--- START ---
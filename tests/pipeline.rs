use impact_report::config::OutputFormat;
use impact_report::error::PipelineError;
use impact_report::loader::{decode_csv, decode_json, source_for};
use impact_report::pipeline::{publish, render, run};
use impact_report::schema::Schema;
use serde_json::Value;
use tempfile::tempdir;

const SHEET: &str = "\
ID,Name,Company,Implemented,County,FIPS,Equipment Type,Date,Gas Savings (MMBtu/yr),Electric Savings (kWh/yr),Total Cost Savings,Implementation Costs,Percent Progress,CO2 Low (lb/yr),CO2 High (lb/yr)
AR-1,Boiler tune-up,Acme Foundry,Yes,Salt Lake,49035.0,Boiler,2024-03-15,100,\"1,000\",\"$1,234.50\",$500,100%,,
AR-2,LED retrofit,Beehive Mills,Yes,Utah,49049,Lighting,see notes 2023 survey,0,1000,$800,\"$2,000\",100%,800,1200
AR-3,VFD on fans,Acme Foundry,In Progress,Salt Lake,49035,Motors,unknown,TBD,500,TBD,$750,40%,,
AR-4,Compressed air leaks,,No,,,Compressed Air,,5,,,,0%,,
AR-5,Steam traps,Wasatch Paper,In Progress,Weber,1001,Steam,03/02/2022,20,0,$300,$100,10%,,
AR-6,Insulation,Wasatch Paper,Yes,Utah,49049,Envelope,2021,10,,$90,$60,100%,,
";

fn json_rows(text: &str) -> Vec<Value> {
    serde_json::from_str::<Vec<Value>>(text).unwrap()
}

#[test]
fn end_to_end_metrics() {
    let schema = Schema::default();
    let out = run(decode_csv(SHEET, "sheet").unwrap(), &schema).unwrap();
    assert_eq!(out.records.len(), 6);

    let ar1 = &out.records[0];
    assert_eq!(ar1.total_cost_savings, 1234.5);
    assert_eq!(ar1.percent_progress, 100.0);
    assert_eq!(ar1.pollutants.co2.elec_lb, 1500.0);
    assert_eq!(ar1.total_co2_tons, 6.6);
    assert!((ar1.cars_equivalent - 1.3018).abs() < 1e-4);
    assert_eq!(ar1.fips_code.as_deref(), Some("49035"));
    assert_eq!(ar1.year, 2024);

    let ar2 = &out.records[1];
    assert_eq!(ar2.pollutants.co2.elec_lb, 1000.0);
    assert_eq!(ar2.year, 2023);

    let ar3 = &out.records[2];
    assert_eq!(ar3.gas_savings_mmbtu, 0.0);
    assert_eq!(ar3.total_cost_savings, 0.0);
    assert_eq!(ar3.year, 0);

    let ar4 = &out.records[3];
    assert_eq!(ar4.fips_code, None);
    assert_eq!(ar4.region, "");

    assert_eq!(out.records[4].fips_code.as_deref(), Some("01001"));
    assert_eq!(out.records[4].year, 2022);
    assert_eq!(out.records[5].year, 2021);
    assert_eq!(out.derive.undated, 1);
    assert_eq!(out.derive.bad_region_codes, 0);
}

#[test]
fn status_segments_and_region_sums() {
    let schema = Schema::default();
    let out = run(decode_csv(SHEET, "sheet").unwrap(), &schema).unwrap();
    let agg = &out.aggregation;
    assert_eq!(agg.completed.count, 3);
    assert_eq!(agg.pipeline.count, 2);
    assert_eq!(agg.all.count, 6);

    for g in &agg.completed_by_region {
        let mut expected = 0.0;
        for r in out.records.iter().filter(|r| r.status == "Yes" && r.region == g.key) {
            expected += r.total_co2_tons;
        }
        assert_eq!(g.total_co2_tons, expected, "bucket {}", g.key);
    }
    let keys: Vec<&str> = agg.by_status.iter().map(|g| g.key.as_str()).collect();
    assert_eq!(keys, vec!["Yes", "In Progress", "No"]);
}

#[test]
fn sensitive_column_never_reaches_artifacts() {
    let schema = Schema::default();
    let variants = [
        SHEET.to_string(),
        // duplicated and differently cased headers
        "ID, company ,Implemented,COMPANY\n1,Acme Foundry,Yes,Acme Foundry\n2,,No,Beehive Mills\n"
            .to_string(),
        // reordered, with a null-ish value
        "Implemented,Company,ID\nIn Progress,,3\nYes,Wasatch Paper,4\n".to_string(),
    ];
    for csv in variants {
        let out = run(decode_csv(&csv, "sheet").unwrap(), &schema).unwrap();
        let art = render(&out, &schema, OutputFormat::Both, 10, "2026-10-16 00:00 UTC").unwrap();
        let json = art.json.unwrap();
        let html = art.html.unwrap();
        for name in ["Acme Foundry", "Beehive Mills", "Wasatch Paper"] {
            assert!(!json.contains(name), "{name} leaked into JSON");
            assert!(!html.contains(name), "{name} leaked into HTML");
        }
        for row in json_rows(&json) {
            let obj = row.as_object().unwrap();
            assert!(obj.keys().all(|k| !k.eq_ignore_ascii_case("company")));
        }
    }

    let from_json = decode_json(
        r#"[{"Implemented": "Yes", "Company": "Acme Foundry"}, {"Implemented": "No", "Company": null}]"#,
        "sheet",
    )
    .unwrap();
    let out = run(from_json, &schema).unwrap();
    let art = render(&out, &schema, OutputFormat::Json, 10, "now").unwrap();
    assert!(!art.json.unwrap().contains("Acme"));
}

#[test]
fn every_canonical_field_is_exported() {
    let schema = Schema::default();
    for csv in ["Implemented\nYes\n", "Implemented,FIPS\nNo,1001\n", SHEET] {
        let out = run(decode_csv(csv, "sheet").unwrap(), &schema).unwrap();
        let json = render(&out, &schema, OutputFormat::Json, 10, "now")
            .unwrap()
            .json
            .unwrap();
        for row in json_rows(&json) {
            let obj = row.as_object().unwrap();
            for col in schema.canonical_columns() {
                assert!(obj.contains_key(&col), "missing {col}");
            }
            for derived in ["Total_CO2_Tons", "Cars_Equivalent", "FIPS_Code", "Year"] {
                assert!(obj.contains_key(derived), "missing {derived}");
            }
            for (_, v) in obj {
                if let Some(n) = v.as_f64() {
                    assert!(n.is_finite());
                }
            }
        }
    }
}

#[test]
fn json_output_is_idempotent() {
    let schema = Schema::default();
    let first = run(decode_csv(SHEET, "sheet").unwrap(), &schema).unwrap();
    let second = run(decode_csv(SHEET, "sheet").unwrap(), &schema).unwrap();
    let a = render(&first, &schema, OutputFormat::Both, 10, "2026-10-16 08:00 UTC").unwrap();
    let b = render(&second, &schema, OutputFormat::Both, 10, "2026-10-17 08:00 UTC").unwrap();
    assert_eq!(a.json, b.json);

    let html_a = a.html.unwrap().replace("2026-10-16 08:00 UTC", "");
    let html_b = b.html.unwrap().replace("2026-10-17 08:00 UTC", "");
    assert_eq!(html_a, html_b);
}

#[test]
fn publish_overwrites_both_files() {
    let tmp = tempdir().unwrap();
    let sheet = tmp.path().join("sheet.csv");
    std::fs::write(&sheet, SHEET).unwrap();
    let json_out = tmp.path().join("site_data.json");
    let html_out = tmp.path().join("index.html");
    std::fs::write(&json_out, "stale").unwrap();

    let schema = Schema::default();
    let table = source_for(sheet.to_str().unwrap(), None).unwrap().fetch().unwrap();
    let out = run(table, &schema).unwrap();
    let art = render(&out, &schema, OutputFormat::Both, 3, "now").unwrap();
    publish(&art, &json_out, &html_out).unwrap();

    let written = std::fs::read_to_string(&json_out).unwrap();
    assert_eq!(json_rows(&written).len(), 6);
    let page = std::fs::read_to_string(&html_out).unwrap();
    assert!(page.contains("Top 3 Projects by CO2 Impact"));
}

#[test]
fn fatal_errors_leave_previous_artifacts_alone() {
    let tmp = tempdir().unwrap();
    let json_out = tmp.path().join("site_data.json");
    std::fs::write(&json_out, "[\"previous\"]").unwrap();

    let empty = tmp.path().join("empty.csv");
    std::fs::write(&empty, "ID,Implemented\n").unwrap();
    let err = source_for(empty.to_str().unwrap(), None).unwrap().fetch().err().unwrap();
    assert!(matches!(err, PipelineError::EmptySource(_)));

    let schema = Schema::default();
    let no_status = decode_csv("ID,Gas Savings (MMBtu/yr)\n1,10\n", "sheet").unwrap();
    assert!(matches!(run(no_status, &schema), Err(PipelineError::MissingColumns(_))));

    assert_eq!(std::fs::read_to_string(&json_out).unwrap(), "[\"previous\"]");
}
// Utility helpers for parsing and formatting.
//
// This module centralizes all the "dirty" spreadsheet handling (currency and
// percent strings, free-form dates, numeric codes) so the rest of the code can
// assume clean, typed values.
use crate::types::Cell;
use chrono::{DateTime, Datelike, NaiveDate, NaiveDateTime};
use num_format::{Locale, ToFormattedString};
use once_cell::sync::Lazy;
use regex::Regex;

static NUMERIC_NOISE_RE: Lazy<Regex> = Lazy::new(|| Regex::new(r"[$,%]").unwrap());
static WHITESPACE_RE: Lazy<Regex> = Lazy::new(|| Regex::new(r"\s+").unwrap());
// A 4-digit run that is not part of a longer run of digits.
static YEAR_RE: Lazy<Regex> = Lazy::new(|| Regex::new(r"(?:^|\D)(\d{4})(?:\D|$)").unwrap());

const DATE_FORMATS: &[&str] = &[
    "%Y-%m-%d",
    "%m/%d/%Y",
    "%Y/%m/%d",
    "%m/%d/%y",
    "%y-%m-%d",
    "%B %d, %Y",
    "%b %d, %Y",
    "%d-%b-%Y",
];

const DATETIME_FORMATS: &[&str] = &["%Y-%m-%d %H:%M:%S", "%Y-%m-%dT%H:%M:%S", "%m/%d/%Y %H:%M:%S"];

/// Parse a spreadsheet number such as `"$1,234.50"` or `"12%"`.
///
/// - Strips `$`, `%` and `,` in a single pass, then trims.
/// - Returns `None` for empty or non-numeric text (`"TBD"`) and for anything
///   that would parse to NaN or infinity.
pub fn parse_numeric(s: &str) -> Option<f64> {
    let cleaned = NUMERIC_NOISE_RE.replace_all(s, "");
    let cleaned = cleaned.trim();
    if cleaned.is_empty() {
        return None;
    }
    cleaned.parse::<f64>().ok().filter(|v| v.is_finite())
}

/// Coerce any cell to a number, resolving every failure to `0.0`.
pub fn coerce_numeric(cell: &Cell) -> f64 {
    match cell {
        Cell::Number(n) if n.is_finite() => *n,
        Cell::Number(_) | Cell::Empty => 0.0,
        Cell::Text(s) => parse_numeric(s).unwrap_or(0.0),
    }
}

/// Matching key for a header: trimmed, lowercased, inner whitespace collapsed.
pub fn fold_header(s: &str) -> String {
    WHITESPACE_RE.replace_all(s.trim(), " ").to_lowercase()
}

// chrono's `%Y` also accepts one to three digits, so `3/15/22` would parse as
// year 22 under `%m/%d/%Y`. Such dates must fall through to the `%y` formats.
fn full_year(d: NaiveDate) -> Option<NaiveDate> {
    (d.year() >= 1000).then_some(d)
}

pub fn parse_date_safe(s: &str) -> Option<NaiveDate> {
    let s = s.trim();
    if s.is_empty() {
        return None;
    }
    if let Some(d) = DATE_FORMATS
        .iter()
        .find_map(|fmt| NaiveDate::parse_from_str(s, fmt).ok().and_then(full_year))
    {
        return Some(d);
    }
    if let Some(d) = DATETIME_FORMATS.iter().find_map(|fmt| {
        NaiveDateTime::parse_from_str(s, fmt)
            .ok()
            .and_then(|dt| full_year(dt.date()))
    }) {
        return Some(d);
    }
    DateTime::parse_from_rfc3339(s).ok().map(|dt| dt.date_naive())
}

/// Calendar year of a free-text date. Falls back to the first standalone
/// 4-digit run when the text is not a recognizable date.
pub fn extract_year(s: &str) -> Option<i32> {
    if let Some(d) = parse_date_safe(s) {
        return Some(d.year());
    }
    YEAR_RE
        .captures(s)
        .and_then(|c| c.get(1))
        .and_then(|m| m.as_str().parse::<i32>().ok())
}

/// Fixed-width, zero-padded geographic code (`49035.0` → `"49035"`,
/// `1001` → `"01001"`). Absent or unparseable input yields `None`, never a
/// string of zeros.
pub fn pad_region_code(cell: &Cell, width: usize) -> Option<String> {
    let value = match cell {
        Cell::Empty => return None,
        Cell::Number(n) => *n,
        Cell::Text(s) => s.trim().parse::<f64>().ok()?,
    };
    if !value.is_finite() || value < 0.0 {
        return None;
    }
    let code = value.trunc() as u64;
    Some(format!("{:0width$}", code, width = width))
}

/// Mean of the given bounds, `0.0` when there are none.
pub fn average(bounds: &[f64]) -> f64 {
    match bounds.len() {
        0 => 0.0,
        n => bounds.iter().sum::<f64>() / n as f64,
    }
}

/// Divide, resolving a zero or non-finite result to `0.0`.
pub fn safe_ratio(num: f64, den: f64) -> f64 {
    if den == 0.0 {
        return 0.0;
    }
    let r = num / den;
    if r.is_finite() {
        r
    } else {
        0.0
    }
}

pub fn format_number(n: f64, decimals: usize) -> String {
    // Format a floating-point value with:
    // - a fixed number of decimal places, and
    // - locale-aware thousands separators (e.g., `1,234,567.89`).
    let neg = n.is_sign_negative() && n != 0.0;
    let abs_n = n.abs();
    let s = format!("{:.*}", decimals, abs_n);
    let mut parts = s.split('.');
    let int_part = parts.next().unwrap_or("0");
    let frac_part = parts.next();
    let int_val: i64 = int_part.parse().unwrap_or(0);
    let mut res = int_val.to_formatted_string(&Locale::en);
    if let Some(frac) = frac_part {
        if decimals > 0 {
            res.push('.');
            res.push_str(frac);
        }
    }
    if neg && res.chars().any(|c| c.is_ascii_digit() && c != '0') {
        format!("-{}", res)
    } else {
        res
    }
}

pub fn format_int<T>(n: T) -> String
where
    T: ToFormattedString,
{
    // Thin wrapper around `num-format` for counts in console messages
    // (e.g., `1,204 rows loaded`).
    n.to_formatted_string(&Locale::en)
}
--- END ---
[Exercise]
The word "pollutants" may appear in several lines of the data; copy every line where it does.

[Task response]
    assert_eq!(ar1.pollutants.co2.elec_lb, 1500.0);
    assert_eq!(ar2.pollutants.co2.elec_lb, 1000.0);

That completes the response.